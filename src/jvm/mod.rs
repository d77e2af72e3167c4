//! Decode, edit, and re-encode JVM method bodies
//!
//! ### Pipeline
//!
//! A method body starts out as the contents of a `Code` attribute: a bytecode array and an
//! exception table. The [`decoder`] turns that into a [`code::MethodData`], an array of
//! instructions where branches refer to instruction indices and where subroutines (`jsr`/`ret`)
//! have been inlined. The [`editor`] can then splice new code in around existing instructions.
//! Finally, the [`compiler`] lays the instructions back out into bytecode, picking encodings and
//! splitting the method into helpers if it is too large.
//!
//! Constant pool indices are resolved through a [`ConstantPoolReader`] while decoding and
//! allocated through a [`ConstantPoolAllocator`] while compiling. [`ConstantPool`] implements both.
//!
//! ### Example
//!
//! ```
//! use jvmkit::jvm::code::{Instruction, ValueType};
//! use jvmkit::jvm::compiler::compile;
//! use jvmkit::jvm::decoder::decode;
//! use jvmkit::jvm::editor::{MethodEditor, Reconciled};
//! use jvmkit::jvm::*;
//!
//! # fn example() -> Result<(), Error> {
//! // static int identity(int x) { return x; }
//! let code = [0x1a, 0xac];
//! let mut pool = ConstantPool::new();
//! let method = decode(&code, &[], &pool)?.into_method_data(
//!     MethodAccessFlags::STATIC,
//!     Name::from("Example"),
//!     Name::from("identity"),
//!     MethodDescriptor::parse("(I)I").unwrap(),
//! )?;
//!
//! // Add one to the argument before returning it
//! let mut editor = MethodEditor::new(&method);
//! editor.begin_pass()?;
//! editor.insert_before(1, |emitter| {
//!     emitter.emit(Instruction::Constant(code::Constant::Int(1)))?;
//!     emitter.emit(Instruction::BinaryOp {
//!         ty: ValueType::Int,
//!         op: code::BinaryOperator::Add,
//!     })
//! })?;
//! let edited = match editor.end_pass()? {
//!     Reconciled::Changed(edited) => edited,
//!     Reconciled::Unchanged => method,
//! };
//!
//! let output = compile(&edited, &mut pool, &CompilerSettings::default())?;
//! assert_eq!(output.main.code, vec![0x1a, 0x04, 0x60, 0xac]);
//! assert!(output.helpers.is_empty());
//! # Ok(())
//! # }
//! # example().unwrap();
//! ```

mod access_flags;
mod binary_format;
pub mod code;
pub mod compiler;
mod constants;
pub mod decoder;
mod descriptors;
pub mod editor;
mod errors;
mod settings;

pub use access_flags::*;
pub use binary_format::*;
pub use constants::*;
pub use descriptors::*;
pub use errors::*;
pub use settings::*;

/// Class, member, and string names
///
/// These are shared between many instructions (and cloned freely), so they are reference counted.
pub type Name = std::sync::Arc<str>;
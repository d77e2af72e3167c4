/// Knobs controlling how method bodies get compiled
#[derive(Debug, Clone)]
pub struct CompilerSettings {
    /// Largest permitted code array, in bytes
    ///
    /// The JVM rejects code attributes of 65536 bytes or more. A smaller ceiling is mostly useful
    /// for exercising the splitting of oversized methods.
    pub max_code_size: usize,

    /// Instructions in the first window tried when looking for a region to move into a helper
    pub split_window: usize,

    /// How far the search window moves along when no region in it can be extracted
    pub split_step: usize,

    /// Regions smaller than this are never extracted
    ///
    /// A call to a helper costs a handful of instructions to pass parameters and unpack the
    /// result, so extracting tiny regions rarely makes the method smaller.
    pub min_helper_instructions: usize,

    /// Rounds of widening individual forward branches before widening all of them
    pub max_layout_retries: usize,

    /// Suffix inserted between the method name and a counter to name helpers
    ///
    /// Helper `n` of method `foo` is called `foo$helpern` with the default prefix.
    pub helper_name_prefix: String,
}

impl CompilerSettings {
    /// Default settings with a different code size ceiling
    pub fn with_max_code_size(max_code_size: usize) -> CompilerSettings {
        CompilerSettings {
            max_code_size,
            ..CompilerSettings::default()
        }
    }
}

impl Default for CompilerSettings {
    fn default() -> CompilerSettings {
        CompilerSettings {
            max_code_size: 65535,
            split_window: 5000,
            split_step: 500,
            min_helper_instructions: 100,
            max_layout_retries: 8,
            helper_name_prefix: String::from("$helper"),
        }
    }
}
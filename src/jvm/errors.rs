use super::editor::{EditorState, Label};
use thiserror::Error;

#[derive(Debug, Error)]
pub enum Error {
    /// Malformed IR construction: an operand is outside the legal range for its instruction
    #[error("invalid operand: {0}")]
    InvalidOperand(String),

    /// Malformed binary input to the decoder
    #[error("invalid encoding at offset {offset}: {kind}")]
    InvalidEncoding {
        offset: usize,
        kind: EncodingErrorKind,
    },

    /// The operand stack underflows or two paths reach a point with different stack shapes
    ///
    /// `at` is an instruction index, except when raised by the decoder where it is the byte
    /// offset of the offending instruction.
    #[error("malformed stack shape at {at}: {reason}")]
    MalformedStackShape { at: usize, reason: String },

    /// Method could not be split into pieces that each fit the code size ceiling
    #[error("method `{method}` needs {size} bytes of code, over the ceiling of {ceiling}")]
    CodeTooLarge {
        method: String,
        size: usize,
        ceiling: usize,
    },

    /// Branch offsets did not converge, even with every forward branch widened
    #[error("branch offsets in method `{method}` did not converge")]
    PatchOverflow { method: String },

    #[error("`{operation}` is not allowed while the method editor is {state:?}")]
    InvalidEditorState {
        operation: &'static str,
        state: EditorState,
    },

    #[error("instruction {0} already has a replacement patch")]
    DuplicateReplacement(usize),

    #[error("instruction index {index} is out of range for a method of {len} instructions")]
    InstructionOutOfRange { index: usize, len: usize },

    #[error("branch to label {0:?} which was never emitted")]
    UnplacedLabel(Label),

    #[error("constant pool overflow")]
    ConstantPoolOverflow,

    #[error(transparent)]
    IoError(#[from] std::io::Error),
}

impl Error {
    pub(crate) fn encoding(offset: usize, kind: EncodingErrorKind) -> Error {
        log::error!("Undecodable bytecode at offset {}: {}", offset, kind);
        Error::InvalidEncoding { offset, kind }
    }

    pub(crate) fn stack_shape(at: usize, reason: impl Into<String>) -> Error {
        let reason = reason.into();
        log::error!("Malformed stack shape at {}: {}", at, reason);
        Error::MalformedStackShape { at, reason }
    }
}

/// Reasons the decoder rejects a bytecode array
#[derive(Debug, Error, Clone, PartialEq, Eq)]
pub enum EncodingErrorKind {
    #[error("unknown opcode {0:#04x}")]
    UnknownOpcode(u8),

    #[error("fell off end of bytecode array")]
    Truncated,

    #[error("branch to offset {0} is out of range")]
    BranchOutOfRange(isize),

    #[error("branch into the middle of the instruction at {0}")]
    BranchIntoInstruction(usize),

    #[error("stack underflow")]
    StackUnderflow,

    #[error("'ret' outside of subroutine")]
    RetOutsideSubroutine,

    #[error("subroutine does not start by storing or popping its return address")]
    InvalidSubroutineEntry,

    #[error("subroutine calls itself")]
    RecursiveSubroutine,

    #[error("constant pool entry {0} is missing or has the wrong kind")]
    MissingConstant(u16),

    #[error("constant pool entry {0} cannot be loaded onto the stack")]
    UnloadableConstant(u16),

    #[error("switch has an empty key range or unsorted keys")]
    MalformedSwitch,

    #[error("exception handler range is empty or out of bounds")]
    InvalidHandlerRange,

    #[error("invalid descriptor: {0}")]
    InvalidDescriptor(String),

    #[error("invalid operand: {0}")]
    InvalidOperand(String),
}
use super::scan::RawOp;
use crate::jvm::code::opcodes::*;
use crate::jvm::code::{
    BinaryOperator, Comparison, Constant, DupShape, Instruction, PopCount, StackShape, ValueType,
};
use crate::jvm::{EncodingErrorKind, Error};

/// Translate a raw operation into instructions, using the stack shape before it
///
/// `nop`, `jsr`, and `ret` have no direct translation and produce nothing.
pub fn expand(op: &RawOp, shape: &StackShape, offset: usize) -> Result<Vec<Instruction>, Error> {
    let insns = match op {
        RawOp::Plain(insn) => vec![insn.clone()],
        RawOp::Nop | RawOp::Jsr(_) | RawOp::Ret(_) => vec![],
        RawOp::Stack(opcode) => vec![stack_instruction(*opcode, shape, offset)?],
        RawOp::Increment { index, delta } => vec![
            Instruction::LocalLoad {
                ty: ValueType::Int,
                index: *index,
            },
            Instruction::Constant(Constant::Int(*delta as i32)),
            Instruction::BinaryOp {
                ty: ValueType::Int,
                op: BinaryOperator::Add,
            },
            Instruction::LocalStore {
                ty: ValueType::Int,
                index: *index,
            },
        ],
        RawOp::IfZero { condition, target } => vec![
            Instruction::Constant(Constant::Int(0)),
            Instruction::ConditionalBranch {
                comparison: Comparison::Int(*condition),
                target: *target,
            },
        ],
        RawOp::IfNull { condition, target } => vec![
            Instruction::Constant(Constant::Null),
            Instruction::ConditionalBranch {
                comparison: Comparison::Reference(*condition),
                target: *target,
            },
        ],
    };
    Ok(insns)
}

/// Number of stack elements, starting `from` elements below the top, that make up exactly `words`
fn element_group(
    shape: &StackShape,
    from: usize,
    words: usize,
    offset: usize,
) -> Result<usize, Error> {
    let underflow = || Error::encoding(offset, EncodingErrorKind::StackUnderflow);
    let first = shape.from_top(from).ok_or_else(underflow)?;
    match (words, first) {
        (1, 1) | (2, 2) => Ok(1),
        (2, 1) => match shape.from_top(from + 1).ok_or_else(underflow)? {
            1 => Ok(2),
            _ => Err(Error::stack_shape(
                offset,
                "two-word stack operation splits a two-word value",
            )),
        },
        _ => Err(Error::stack_shape(
            offset,
            "one-word stack operation on a two-word value",
        )),
    }
}

/// `pop`, `dup`, `swap`, and variants, which are defined in terms of words
fn stack_instruction(opcode: u8, shape: &StackShape, offset: usize) -> Result<Instruction, Error> {
    let group = |from, words| element_group(shape, from, words, offset);
    let dup = |size_words, delta_words| -> Result<Instruction, Error> {
        let size = group(0, size_words)?;
        let delta = if delta_words == 0 {
            0
        } else {
            group(size, delta_words)?
        };
        Ok(Instruction::Dup(DupShape::new(size, delta)?))
    };

    match opcode {
        POP => Ok(Instruction::Pop(PopCount::new(group(0, 1)?)?)),
        POP2 => Ok(Instruction::Pop(PopCount::new(group(0, 2)?)?)),
        DUP => dup(1, 0),
        DUP_X1 => dup(1, 1),
        DUP_X2 => dup(1, 2),
        DUP2 => dup(2, 0),
        DUP2_X1 => dup(2, 1),
        DUP2_X2 => dup(2, 2),
        SWAP => {
            group(0, 1)?;
            group(1, 1)?;
            Ok(Instruction::Swap)
        }
        _ => Err(Error::encoding(offset, EncodingErrorKind::UnknownOpcode(opcode))),
    }
}
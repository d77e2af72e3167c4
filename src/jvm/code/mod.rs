//! Intermediate representation of method bodies
//!
//! ### Structure
//!
//! A method body is a [`MethodData`]: an array of [`Instruction`]s, along with the list of
//! exception handlers covering each instruction and the bytecode offset each instruction was
//! decoded from. Branches target indices in the instruction array, so the representation can be
//! edited without worrying about byte offsets (see [`crate::jvm::editor`]).
//!
//! ### Stack shapes
//!
//! The instruction set is untyped as far as stack manipulation goes: `Dup`, `Swap`, and `Pop`
//! work on stack elements regardless of whether they are one or two words wide. Bytecode does
//! care, so both the decoder and compiler rely on [`simulate`] to reconstruct the word sizes of
//! everything on the stack at every instruction.

mod basic_block;
mod constant;
mod handlers;
mod instruction;
mod method;
pub(crate) mod opcodes;
mod stack_shape;
mod types;

pub use basic_block::*;
pub use constant::*;
pub use handlers::*;
pub use instruction::*;
pub use method::*;
pub use stack_shape::*;
pub use types::*;
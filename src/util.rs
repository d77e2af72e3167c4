mod offset_vec;
mod segment_tree;

pub use offset_vec::*;
pub use segment_tree::*;
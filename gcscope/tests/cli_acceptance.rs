use std::ffi::OsString;
use std::fs;
use std::path::PathBuf;
use std::process::{Command, Output};
use tempfile::TempDir;

struct CliTestEnv {
    _temp_dir: TempDir,
    home: PathBuf,
    xdg_config: PathBuf,
    xdg_state: PathBuf,
}

impl CliTestEnv {
    fn new() -> Self {
        let temp_dir = TempDir::new().expect("failed to create temp dir");
        let base = temp_dir.path().to_path_buf();
        let home = base.join("home");
        let xdg_config = base.join("xdg-config");
        let xdg_state = base.join("xdg-state");

        fs::create_dir_all(&home).expect("failed to create HOME");
        fs::create_dir_all(&xdg_config).expect("failed to create XDG_CONFIG_HOME");
        fs::create_dir_all(&xdg_state).expect("failed to create XDG_STATE_HOME");

        Self {
            _temp_dir: temp_dir,
            home,
            xdg_config,
            xdg_state,
        }
    }

    fn write_config(&self, contents: &str) {
        let path = self.xdg_config.join("gcscope/config.toml");
        fs::create_dir_all(path.parent().expect("missing config parent"))
            .expect("failed to create config directory");
        fs::write(path, contents).expect("failed to write config");
    }

    fn log_dir(&self) -> PathBuf {
        self.xdg_state.join("gcscope")
    }
}

fn fixture(name: &str) -> String {
    PathBuf::from(env!("CARGO_MANIFEST_DIR"))
        .join("../gcscope-core/tests/fixtures")
        .join(name)
        .to_string_lossy()
        .into_owned()
}

fn run_bin(env: &CliTestEnv, args: &[&str]) -> Output {
    let bin_path = PathBuf::from(assert_cmd::cargo::cargo_bin!("gcscope"));

    Command::new(bin_path)
        .args(args)
        .env("HOME", &env.home)
        .env("XDG_CONFIG_HOME", &env.xdg_config)
        .env("XDG_STATE_HOME", &env.xdg_state)
        .env_remove("RUST_LOG")
        .output()
        .unwrap_or_else(|e| panic!("failed to execute gcscope: {e}"))
}

fn assert_success(args: &[&str], output: &Output) {
    if output.status.success() {
        return;
    }

    let rendered_args = args
        .iter()
        .map(|arg| OsString::from(arg).to_string_lossy().into_owned())
        .collect::<Vec<_>>()
        .join(" ");
    let stdout = String::from_utf8_lossy(&output.stdout);
    let stderr = String::from_utf8_lossy(&output.stderr);
    panic!(
        "gcscope {rendered_args} failed\nstatus: {}\nstdout:\n{}\nstderr:\n{}",
        output.status, stdout, stderr
    );
}

#[test]
fn summary_of_legacy_cms_log() {
    let env = CliTestEnv::new();
    let log = fixture("cms_legacy_truncated.log");
    let args = [log.as_str()];

    let output = run_bin(&env, &args);
    assert_success(&args, &output);

    let stdout = String::from_utf8_lossy(&output.stdout);
    assert!(stdout.contains("Collector: CMS (legacy)"), "got:\n{stdout}");
    assert!(stdout.contains("Pauses: 3"));
    assert!(stdout.contains("Allocation Failure"));

    let logs: Vec<_> = fs::read_dir(env.log_dir())
        .expect("log directory should exist")
        .filter_map(|entry| entry.ok())
        .filter(|entry| entry.file_name().to_string_lossy().starts_with("gcscope.log"))
        .collect();
    assert!(!logs.is_empty(), "expected a log file in {}", env.log_dir().display());
}

#[test]
fn json_report_with_events_and_metrics() {
    let env = CliTestEnv::new();
    let log = fixture("g1_unified.log");
    let args = [log.as_str(), "--format", "json", "--events", "--metrics"];

    let output = run_bin(&env, &args);
    assert_success(&args, &output);

    let report: serde_json::Value =
        serde_json::from_slice(&output.stdout).expect("stdout should be JSON");
    assert_eq!(report["metadata"]["collector"], "g1");
    assert_eq!(report["metadata"]["region_size"], 1024 * 1024);
    assert_eq!(report["pauses"]["count"], 7);
    assert_eq!(report["events"].as_array().map(Vec::len), Some(6));
    assert!(report["metrics"]
        .as_array()
        .is_some_and(|samples| samples.iter().any(|s| s["name"] == "gc_pause_ms")));
}

#[test]
fn diagnose_and_fragmented_mode() {
    let env = CliTestEnv::new();
    let log = fixture("g1_unified.log");
    let args = [log.as_str(), "--diagnose", "--fragmented", "--workers", "3"];

    let output = run_bin(&env, &args);
    assert_success(&args, &output);

    let stdout = String::from_utf8_lossy(&output.stdout);
    assert!(stdout.contains("Pauses: 7"));
    assert!(stdout.contains("explicit_gc"));
    assert!(stdout.contains("humongous_allocation"));
}

#[test]
fn config_disables_rules() {
    let env = CliTestEnv::new();
    env.write_config("[diagnoser]\ndisabled_rules = [\"explicit_gc\"]\n");
    let log = fixture("g1_unified.log");
    let args = [log.as_str(), "--diagnose"];

    let output = run_bin(&env, &args);
    assert_success(&args, &output);

    let stdout = String::from_utf8_lossy(&output.stdout);
    assert!(!stdout.contains("explicit_gc"));
    assert!(stdout.contains("humongous_allocation"));
}

#[test]
fn list_rules_without_a_log() {
    let env = CliTestEnv::new();
    let args = ["--list-rules"];

    let output = run_bin(&env, &args);
    assert_success(&args, &output);

    let stdout = String::from_utf8_lossy(&output.stdout);
    assert_eq!(stdout.lines().filter(|l| l.starts_with("  - ")).count(), 12);
    assert!(stdout.contains("metaspace_full_gc_run"));
}

#[test]
fn failures_are_reported() {
    let env = CliTestEnv::new();

    let missing = run_bin(&env, &["/nonexistent/gc.log"]);
    assert!(!missing.status.success());
    assert!(String::from_utf8_lossy(&missing.stderr).contains("failed to read"));

    let log = fixture("cms_legacy_truncated.log");
    let bad_format = run_bin(&env, &[log.as_str(), "--format", "yaml"]);
    assert!(!bad_format.status.success());

    let forced = run_bin(&env, &[log.as_str(), "--collector", "shenandoah"]);
    assert!(!forced.status.success());
    assert!(String::from_utf8_lossy(&forced.stderr).contains("unsupported log format"));
}
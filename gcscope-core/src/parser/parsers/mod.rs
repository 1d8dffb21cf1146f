//! Format-specific parsers
//!
//! Each supported format has a parser module that implements
//! the [`GcLogParser`](super::GcLogParser) trait.
//!
//! ## Supported Formats
//!
//! | Collector | Legacy | Unified |
//! |-----------|--------|---------|
//! | Serial | [`legacy_generational`] | [`unified_generational`] |
//! | Parallel | [`legacy_generational`] | [`unified_generational`] |
//! | CMS | [`legacy_generational`] | [`unified_generational`] |
//! | G1 | [`legacy_g1`] | [`unified_g1`] |
//! | ZGC | - | [`unified_zgc`] |

mod common;
mod legacy_g1;
mod legacy_generational;
mod unified_g1;
mod unified_generational;
mod unified_zgc;

pub use legacy_g1::LegacyG1Parser;
pub use legacy_generational::LegacyGenerationalParser;
pub use unified_g1::UnifiedG1Parser;
pub use unified_generational::UnifiedGenerationalParser;
pub use unified_zgc::UnifiedZgcParser;

use super::GcLogParser;
use crate::error::{Error, Result};
use crate::model::{CollectorFamily, LogFormat, LogStyle};

/// Get the parser for a format.
///
/// Fails with [`Error::UnsupportedFormat`] when no parser handles it.
pub fn parser_for(format: LogFormat) -> Result<Box<dyn GcLogParser>> {
    use CollectorFamily::*;
    match (format.family, format.style) {
        (Serial | Parallel | Cms, LogStyle::Legacy) => {
            Ok(Box::new(LegacyGenerationalParser::new(format.family)))
        }
        (Serial | Parallel | Cms, LogStyle::Unified) => {
            Ok(Box::new(UnifiedGenerationalParser::new(format.family)))
        }
        (G1, LogStyle::Legacy) => Ok(Box::new(LegacyG1Parser::new())),
        (G1, LogStyle::Unified) => Ok(Box::new(UnifiedG1Parser::new())),
        (Zgc, LogStyle::Unified) => Ok(Box::new(UnifiedZgcParser::new())),
        (Zgc, LogStyle::Legacy) | (Shenandoah | Epsilon, _) => Err(Error::UnsupportedFormat(
            format!("no parser for {format} logs"),
        )),
    }
}

#[cfg(test)]
mod tests {
    use super::*;

    #[test]
    fn test_parser_for_each_supported_format() {
        use CollectorFamily::*;
        let supported = [
            (Serial, LogStyle::Legacy),
            (Serial, LogStyle::Unified),
            (Parallel, LogStyle::Legacy),
            (Parallel, LogStyle::Unified),
            (Cms, LogStyle::Legacy),
            (Cms, LogStyle::Unified),
            (G1, LogStyle::Legacy),
            (G1, LogStyle::Unified),
            (Zgc, LogStyle::Unified),
        ];
        for (family, style) in supported {
            let format = LogFormat::new(family, style);
            assert_eq!(parser_for(format).unwrap().format(), format);
        }
    }

    #[test]
    fn test_parser_for_unsupported() {
        for format in [
            LogFormat::new(CollectorFamily::Zgc, LogStyle::Legacy),
            LogFormat::new(CollectorFamily::Shenandoah, LogStyle::Unified),
            LogFormat::new(CollectorFamily::Epsilon, LogStyle::Legacy),
        ] {
            assert!(matches!(
                parser_for(format),
                Err(Error::UnsupportedFormat(_))
            ));
        }
    }
}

········

» WHAT TO PRODUCE: I need every line of the data that has the word "Serial"; please list them.

» THE COMPLETED TASK:
//! | Serial | [`legacy_generational`] | [`unified_generational`] |
        (Serial | Parallel | Cms, LogStyle::Legacy) => {
        (Serial | Parallel | Cms, LogStyle::Unified) => {
            (Serial, LogStyle::Legacy),
            (Serial, LogStyle::Unified),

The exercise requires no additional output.